Talking and sharing my perimenopause symptoms is incredibly personal and I have wondered if I am happy to do so but I do believe that my journey to HRT and what has happened to me, what I have found out, might help someone else who is suffering in perimenopause and needs some support and advice during menopause. And with Carol Vorderman all over the papers again this week talking about HRT and how it changed her life, I thought I'd be brave, I do believe we need to be more open about menopause, so here goes ...
When did it start ...
I probably noticed a change in my health around the time I turned 50 although I suspect there had been things going on before that but I had not attributed them to perimenopause - may be from at least age 45?

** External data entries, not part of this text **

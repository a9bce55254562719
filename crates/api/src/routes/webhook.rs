//! Stripe webhook endpoint
//!
//! Public by necessity — Stripe cannot authenticate with sessions.
//! Security rests entirely on HMAC signature verification of the raw
//! body. An invalid or missing signature is rejected with a client error
//! before any business logic runs. A verified event that fails internal
//! processing is still acknowledged with 200: Stripe's retry policy
//! cannot distinguish transient from permanent failures, so failing
//! loudly would only cause infinite redelivery of a permanently-failing
//! payload. The failure is recorded on the event's audit row instead.

use axum::extract::State;
use axum::http::{HeaderMap, StatusCode};
use axum::Json;

use crate::state::AppState;

pub async fn stripe_webhook(
    State(state): State<AppState>,
    headers: HeaderMap,
    body: String,
) -> (StatusCode, Json<serde_json::Value>) {
    let signature = headers
        .get("Stripe-Signature")
        .and_then(|v| v.to_str().ok())
        .unwrap_or("");

    if body.is_empty() {
        return (
            StatusCode::BAD_REQUEST,
            Json(serde_json::json!({ "error": "Empty payload" })),
        );
    }

    let event = match state.billing.webhooks.verify_event(&body, signature) {
        Ok(event) => event,
        Err(e) => {
            tracing::warn!(error = %e, "Rejected webhook with invalid signature");
            return (
                StatusCode::BAD_REQUEST,
                Json(serde_json::json!({ "error": "Invalid signature" })),
            );
        }
    };

    match state.billing.webhooks.handle_event(event).await {
        Ok(()) => (
            StatusCode::OK,
            Json(serde_json::json!({ "received": true })),
        ),
        Err(e) => {
            tracing::error!(error = %e, "Webhook processing failed - acknowledging anyway");
            (
                StatusCode::OK,
                Json(serde_json::json!({
                    "received": true,
                    "warning": "Internal processing error logged"
                })),
            )
        }
    }
}
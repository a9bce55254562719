//! Billing audit events
//!
//! Append-only event logging for every billing operation. Events answer
//! "why is this mentor on these terms?" questions and let the webhook
//! history be reconstructed after the fact. Logging failures are reported
//! to callers as warnings, never as operation failures.

use serde::{Deserialize, Serialize};
use sqlx::PgPool;
use time::OffsetDateTime;
use uuid::Uuid;

use crate::error::BillingResult;

/// Types of billing events
#[derive(Debug, Clone, Copy, PartialEq, Eq, Serialize, Deserialize)]
pub enum BillingEventType {
    // Cycle lifecycle
    CycleCreated,
    CycleRenewed,
    CyclePastDue,
    CyclePaymentRecovered,
    CycleExpired,
    CycleCancelled,
    CycleCancelScheduled,
    CyclePaused,
    CycleResumed,

    // Seats
    MenteeAdded,
    MenteeActivated,
    MenteeDeactivated,

    // Background repair
    ReconcilerRepair,
}

impl std::fmt::Display for BillingEventType {
    fn fmt(&self, f: &mut std::fmt::Formatter<'_>) -> std::fmt::Result {
        let s = match self {
            BillingEventType::CycleCreated => "CYCLE_CREATED",
            BillingEventType::CycleRenewed => "CYCLE_RENEWED",
            BillingEventType::CyclePastDue => "CYCLE_PAST_DUE",
            BillingEventType::CyclePaymentRecovered => "CYCLE_PAYMENT_RECOVERED",
            BillingEventType::CycleExpired => "CYCLE_EXPIRED",
            BillingEventType::CycleCancelled => "CYCLE_CANCELLED",
            BillingEventType::CycleCancelScheduled => "CYCLE_CANCEL_SCHEDULED",
            BillingEventType::CyclePaused => "CYCLE_PAUSED",
            BillingEventType::CycleResumed => "CYCLE_RESUMED",
            BillingEventType::MenteeAdded => "MENTEE_ADDED",
            BillingEventType::MenteeActivated => "MENTEE_ACTIVATED",
            BillingEventType::MenteeDeactivated => "MENTEE_DEACTIVATED",
            BillingEventType::ReconcilerRepair => "RECONCILER_REPAIR",
        };
        write!(f, "{}", s)
    }
}

/// Who triggered the event
#[derive(Debug, Clone, Copy, PartialEq, Eq, Serialize, Deserialize)]
pub enum ActorType {
    /// Mentor through the dashboard
    User,
    /// Admin user
    Admin,
    /// System automation (reconciler, notifier)
    System,
    /// Stripe webhook
    Stripe,
}

impl std::fmt::Display for ActorType {
    fn fmt(&self, f: &mut std::fmt::Formatter<'_>) -> std::fmt::Result {
        match self {
            ActorType::User => write!(f, "user"),
            ActorType::Admin => write!(f, "admin"),
            ActorType::System => write!(f, "system"),
            ActorType::Stripe => write!(f, "stripe"),
        }
    }
}

/// A stored billing event record
#[derive(Debug, Clone, Serialize, sqlx::FromRow)]
pub struct BillingEvent {
    pub id: Uuid,
    pub mentor_id: Uuid,
    pub event_type: String,
    pub event_data: serde_json::Value,
    pub stripe_event_id: Option<String>,
    pub stripe_subscription_id: Option<String>,
    pub stripe_invoice_id: Option<String>,
    pub actor_id: Option<Uuid>,
    pub actor_type: String,
    pub created_at: OffsetDateTime,
}

/// Builder for creating billing events
pub struct BillingEventBuilder {
    mentor_id: Uuid,
    event_type: BillingEventType,
    event_data: serde_json::Value,
    stripe_event_id: Option<String>,
    stripe_subscription_id: Option<String>,
    stripe_invoice_id: Option<String>,
    actor_id: Option<Uuid>,
    actor_type: ActorType,
}

impl BillingEventBuilder {
    pub fn new(mentor_id: Uuid, event_type: BillingEventType) -> Self {
        Self {
            mentor_id,
            event_type,
            event_data: serde_json::json!({}),
            stripe_event_id: None,
            stripe_subscription_id: None,
            stripe_invoice_id: None,
            actor_id: None,
            actor_type: ActorType::System,
        }
    }

    pub fn data(mut self, data: serde_json::Value) -> Self {
        self.event_data = data;
        self
    }

    pub fn stripe_event(mut self, event_id: impl Into<String>) -> Self {
        self.stripe_event_id = Some(event_id.into());
        self
    }

    pub fn stripe_subscription(mut self, subscription_id: impl Into<String>) -> Self {
        self.stripe_subscription_id = Some(subscription_id.into());
        self
    }

    pub fn stripe_invoice(mut self, invoice_id: impl Into<String>) -> Self {
        self.stripe_invoice_id = Some(invoice_id.into());
        self
    }

    pub fn actor(mut self, actor_id: Uuid, actor_type: ActorType) -> Self {
        self.actor_id = Some(actor_id);
        self.actor_type = actor_type;
        self
    }

    pub fn actor_type(mut self, actor_type: ActorType) -> Self {
        self.actor_type = actor_type;
        self
    }
}

/// Append-only billing event logger
#[derive(Clone)]
pub struct BillingEventLogger {
    pool: PgPool,
}

impl BillingEventLogger {
    pub fn new(pool: PgPool) -> Self {
        Self { pool }
    }

    /// Insert an event row. Never updates or deletes.
    pub async fn log_event(&self, builder: BillingEventBuilder) -> BillingResult<Uuid> {
        let id = Uuid::new_v4();

        sqlx::query(
            r#"
            INSERT INTO billing_events
                (id, mentor_id, event_type, event_data, stripe_event_id,
                 stripe_subscription_id, stripe_invoice_id, actor_id, actor_type)
            VALUES ($1, $2, $3, $4, $5, $6, $7, $8, $9)
            "#,
        )
        .bind(id)
        .bind(builder.mentor_id)
        .bind(builder.event_type.to_string())
        .bind(&builder.event_data)
        .bind(&builder.stripe_event_id)
        .bind(&builder.stripe_subscription_id)
        .bind(&builder.stripe_invoice_id)
        .bind(builder.actor_id)
        .bind(builder.actor_type.to_string())
        .execute(&self.pool)
        .await?;

        Ok(id)
    }

    /// Recent events for a mentor, newest first.
    pub async fn events_for_mentor(
        &self,
        mentor_id: Uuid,
        limit: i64,
    ) -> BillingResult<Vec<BillingEvent>> {
        let events: Vec<BillingEvent> = sqlx::query_as(
            r#"
            SELECT id, mentor_id, event_type, event_data, stripe_event_id,
                   stripe_subscription_id, stripe_invoice_id, actor_id, actor_type,
                   created_at
            FROM billing_events
            WHERE mentor_id = $1
            ORDER BY created_at DESC
            LIMIT $2
            "#,
        )
        .bind(mentor_id)
        .bind(limit)
        .fetch_all(&self.pool)
        .await?;

        Ok(events)
    }
}

#[cfg(test)]
mod tests {
    use super::*;

    #[test]
    fn event_type_display_is_screaming_snake() {
        assert_eq!(BillingEventType::CycleCreated.to_string(), "CYCLE_CREATED");
        assert_eq!(
            BillingEventType::CyclePaymentRecovered.to_string(),
            "CYCLE_PAYMENT_RECOVERED"
        );
        assert_eq!(
            BillingEventType::ReconcilerRepair.to_string(),
            "RECONCILER_REPAIR"
        );
    }

    #[test]
    fn actor_type_display_is_lowercase() {
        assert_eq!(ActorType::Stripe.to_string(), "stripe");
        assert_eq!(ActorType::System.to_string(), "system");
    }

    #[test]
    fn builder_defaults_to_system_actor() {
        let builder = BillingEventBuilder::new(Uuid::new_v4(), BillingEventType::CycleCreated);
        assert_eq!(builder.actor_type, ActorType::System);
        assert!(builder.actor_id.is_none());
    }
}
//! Per-session action counters.
//!
//! Tracks how often each action kind ran during a session. Counters are
//! lock-free so the session loop and spawned reply tasks can bump them
//! without coordination; the rolled-up [`SessionSummary`] is reported once
//! at session end.

use std::sync::atomic::{AtomicU64, Ordering};
use std::time::Duration;

use dashmap::DashMap;

use crate::observability::SessionSummary;

/// Kind key for accepted chat questions.
pub const QUESTION: &str = "question";
/// Kind key for accepted analysis starts.
pub const ANALYSIS: &str = "analysis";
/// Kind key for clause detail views actually opened.
pub const CLAUSE_OPENED: &str = "clause_opened";
/// Kind key for placeholder notices shown.
pub const NOTICE: &str = "notice";

/// Counters for one session.
#[derive(Debug, Default)]
pub struct SessionStats {
    /// Total commands handled, across all kinds.
    commands: AtomicU64,
    /// Count per action kind (command words plus the semantic kinds above).
    counts: DashMap<String, AtomicU64>,
}

impl SessionStats {
    #[must_use]
    pub fn new() -> Self {
        Self::default()
    }

    /// Counts one handled command under its kind.
    ///
    /// Returns the new count for that kind.
    pub fn record_command(&self, kind: &str) -> u64 {
        self.commands.fetch_add(1, Ordering::SeqCst);
        self.increment(kind)
    }

    /// Bumps one action-kind counter and returns the new count.
    pub fn increment(&self, kind: &str) -> u64 {
        let counter = self
            .counts
            .entry(kind.to_string())
            .or_insert_with(|| AtomicU64::new(0));
        counter.fetch_add(1, Ordering::SeqCst) + 1
    }

    /// Total commands handled.
    #[must_use]
    pub fn commands(&self) -> u64 {
        self.commands.load(Ordering::SeqCst)
    }

    /// Current count for one kind, zero if never seen.
    #[must_use]
    pub fn count(&self, kind: &str) -> u64 {
        self.counts
            .get(kind)
            .map_or(0, |counter| counter.load(Ordering::SeqCst))
    }

    /// All kind counters, sorted by kind for stable logging.
    #[must_use]
    pub fn snapshot(&self) -> Vec<(String, u64)> {
        let mut entries: Vec<(String, u64)> = self
            .counts
            .iter()
            .map(|entry| (entry.key().clone(), entry.value().load(Ordering::SeqCst)))
            .collect();
        entries.sort();
        entries
    }

    /// Rolls the counters into the summary reported at session end.
    #[must_use]
    pub fn summary(&self, uptime: Duration) -> SessionSummary {
        SessionSummary {
            commands: self.commands(),
            questions: self.count(QUESTION),
            analyses: self.count(ANALYSIS),
            clauses_opened: self.count(CLAUSE_OPENED),
            notices: self.count(NOTICE),
            uptime_secs: uptime.as_secs_f64(),
        }
    }
}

My symptoms mainly included:
Night sweats (see my post about menopause and wool duvets here)
Occasional hot flushes but this has not been a big issue for me
Brain fog (quite severe at times)
Low mood and anxiety (which got a lot worse)

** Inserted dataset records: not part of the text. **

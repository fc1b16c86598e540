//! Analysis progression state.
//!
//! Lock-free atomic state for the scripted analysis run: which phase the
//! run is in and how many loading steps have been marked so far.

use std::sync::Mutex;
use std::sync::atomic::{AtomicUsize, Ordering};

use tokio::time::Instant;

const IDLE: usize = 0;
const ANALYZING: usize = 1;
const COMPLETE: usize = 2;

/// Where the scripted analysis currently stands.
#[derive(Debug, Clone, Copy, PartialEq, Eq)]
pub enum AnalysisPhase {
    /// No run started, or state reset.
    Idle,
    /// Loading steps are being marked on a timer.
    Analyzing,
    /// The finalize delay elapsed and the document is ready.
    Complete,
}

impl AnalysisPhase {
    const fn from_index(value: usize) -> Self {
        match value {
            ANALYZING => Self::Analyzing,
            COMPLETE => Self::Complete,
            _ => Self::Idle,
        }
    }
}

impl std::fmt::Display for AnalysisPhase {
    fn fmt(&self, f: &mut std::fmt::Formatter<'_>) -> std::fmt::Result {
        let name = match self {
            Self::Idle => "idle",
            Self::Analyzing => "analyzing",
            Self::Complete => "complete",
        };
        write!(f, "{name}")
    }
}

/// Lock-free analysis state.
///
/// Uses an `AtomicUsize` for the phase (advanced via CAS) and another for
/// the count of marked steps. Markers are cleared on every transition into
/// [`AnalysisPhase::Analyzing`], so a finished run can be restarted cleanly.
pub struct AnalysisState {
    /// Current phase, one of the index constants above.
    phase: AtomicUsize,
    /// Number of loading steps marked so far; steps are marked in order.
    marked: AtomicUsize,
    /// Timestamp when the current run started.
    started_at: Mutex<Instant>,
    /// Total number of loading steps in the configuration.
    num_steps: usize,
}

impl AnalysisState {
    /// Creates a new state in [`AnalysisPhase::Idle`].
    #[must_use]
    pub fn new(num_steps: usize) -> Self {
        Self {
            phase: AtomicUsize::new(IDLE),
            marked: AtomicUsize::new(0),
            started_at: Mutex::new(Instant::now()),
            num_steps,
        }
    }

    /// Returns the current phase.
    #[must_use]
    pub fn phase(&self) -> AnalysisPhase {
        AnalysisPhase::from_index(self.phase.load(Ordering::SeqCst))
    }

    /// Returns whether a run is in progress.
    #[must_use]
    pub fn is_analyzing(&self) -> bool {
        self.phase.load(Ordering::SeqCst) == ANALYZING
    }

    /// Returns whether the last run finished.
    #[must_use]
    pub fn is_complete(&self) -> bool {
        self.phase.load(Ordering::SeqCst) == COMPLETE
    }

    /// Returns how many loading steps are marked.
    #[must_use]
    pub fn marked(&self) -> usize {
        self.marked.load(Ordering::SeqCst)
    }

    /// Returns the total number of loading steps.
    #[must_use]
    pub const fn num_steps(&self) -> usize {
        self.num_steps
    }

    /// Attempts to start a run.
    ///
    /// Succeeds from `Idle` or `Complete`; fails while a run is already in
    /// progress, making concurrent start requests a no-op. On success the
    /// step markers are cleared and the run timer reset.
    pub fn try_begin(&self) -> bool {
        let mut current = self.phase.load(Ordering::SeqCst);
        loop {
            if current == ANALYZING {
                return false;
            }
            match self
                .phase
                .compare_exchange(current, ANALYZING, Ordering::SeqCst, Ordering::SeqCst)
            {
                Ok(_) => {
                    self.marked.store(0, Ordering::SeqCst);
                    self.reset_run_timer();
                    return true;
                }
                Err(actual) => current = actual,
            }
        }
    }

    /// Marks the next loading step.
    ///
    /// Returns the index of the step that was just marked.
    pub fn mark_next(&self) -> usize {
        self.marked.fetch_add(1, Ordering::SeqCst)
    }

    /// Moves the run to [`AnalysisPhase::Complete`].
    pub fn complete(&self) {
        self.phase.store(COMPLETE, Ordering::SeqCst);
    }

    /// Returns the instant the current run started.
    ///
    /// # Panics
    ///
    /// Panics if the internal mutex is poisoned.
    #[must_use]
    pub fn started_at(&self) -> Instant {
        *self.started_at.lock().expect("started_at lock poisoned")
    }

    /// Resets the run timestamp to now.
    ///
    /// # Panics
    ///
    /// Panics if the internal mutex is poisoned.
    fn reset_run_timer(&self) {
        let mut started = self.started_at.lock().expect("started_at lock poisoned");
        *started = Instant::now();
    }
}

impl std::fmt::Debug for AnalysisState {
    fn fmt(&self, f: &mut std::fmt::Formatter<'_>) -> std::fmt::Result {
        f.debug_struct("AnalysisState")
            .field("phase", &self.phase())
            .field("marked", &self.marked())
            .field("num_steps", &self.num_steps)
            .finish_non_exhaustive()
    }
}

Much lower alcohol tolerance (I wrote about it here)
What I tried first ...
I went to my GP and she suggested I go for a uterine scan to see what was going on - I'd already had a uterine ablation (removal of the womb lining some years earlier due to heavy periods - although this meant very light or no period, it has since proved to be a bit confusing in working out where I am with my cycle). I later on had a blood test but it wasn't felt I needed HRT at that stage.
I struggled on with vague symptoms, I was a bit unsure if it really was menopause related but eventually I went to see a private GP locally and had a chat and some blood tests and she felt I did need some hormones - and this is where the confusion started although I didn't know that at the time. She prescribed bioidentical hormones which I assumed were different/better to what the GP would prescribe (see more later). But I didn't feel they helped and when I went back it meant more bloods tests and more private prescriptions - all getting very expensive so I decided not to continue.
At some point my symptoms must have worsened as I then went back to my own GP who referred me to the specialist menopause GP in the main practice. We had a long chat and she explained that blood test results are not completely accurate as hormones do go up and down during the cycle and can be inaccurate and that a clinical diagnosis post age 45 is best (if pre 45 then it is considered an early-menopause and blood tests are necessary). I did however have blood tests as well. She felt certain my symptoms were menopause and prescribed HRT (oestrogen patches and progesterone tablets). I was prescribed body identical HRT (please see below for more info on bio and body identical).
If you take oestrogen then you must take progesterone to protect the lining of your womb from building up and causing cancer and this applied to me as well despite the ablation. If you have stopped having periods then you might not need the progesterone.
Just a reminder - you are in perimenopause in the time leading up to the day of your last period. Menopause occurs when you have been period free for one year exactly (so in fact the term menopause only refers to one day). You are then post menopause. Not everyone will have any symptoms and everyone's symptoms are different and vary enormously.
Looking back I can't remember if I saw an improvement in symptoms but slowly I started to feel quite unwell - very stressed and anxious, bloated and nauseous. I did some research and realised the progesterone can cause this as well! I spoke to the GP and she changed my prescription for vaginal suppositories as these are more local and less likely to cause a problem. Basically a lot of women are sensitive to progesterone - so do look out for symptoms - more info below.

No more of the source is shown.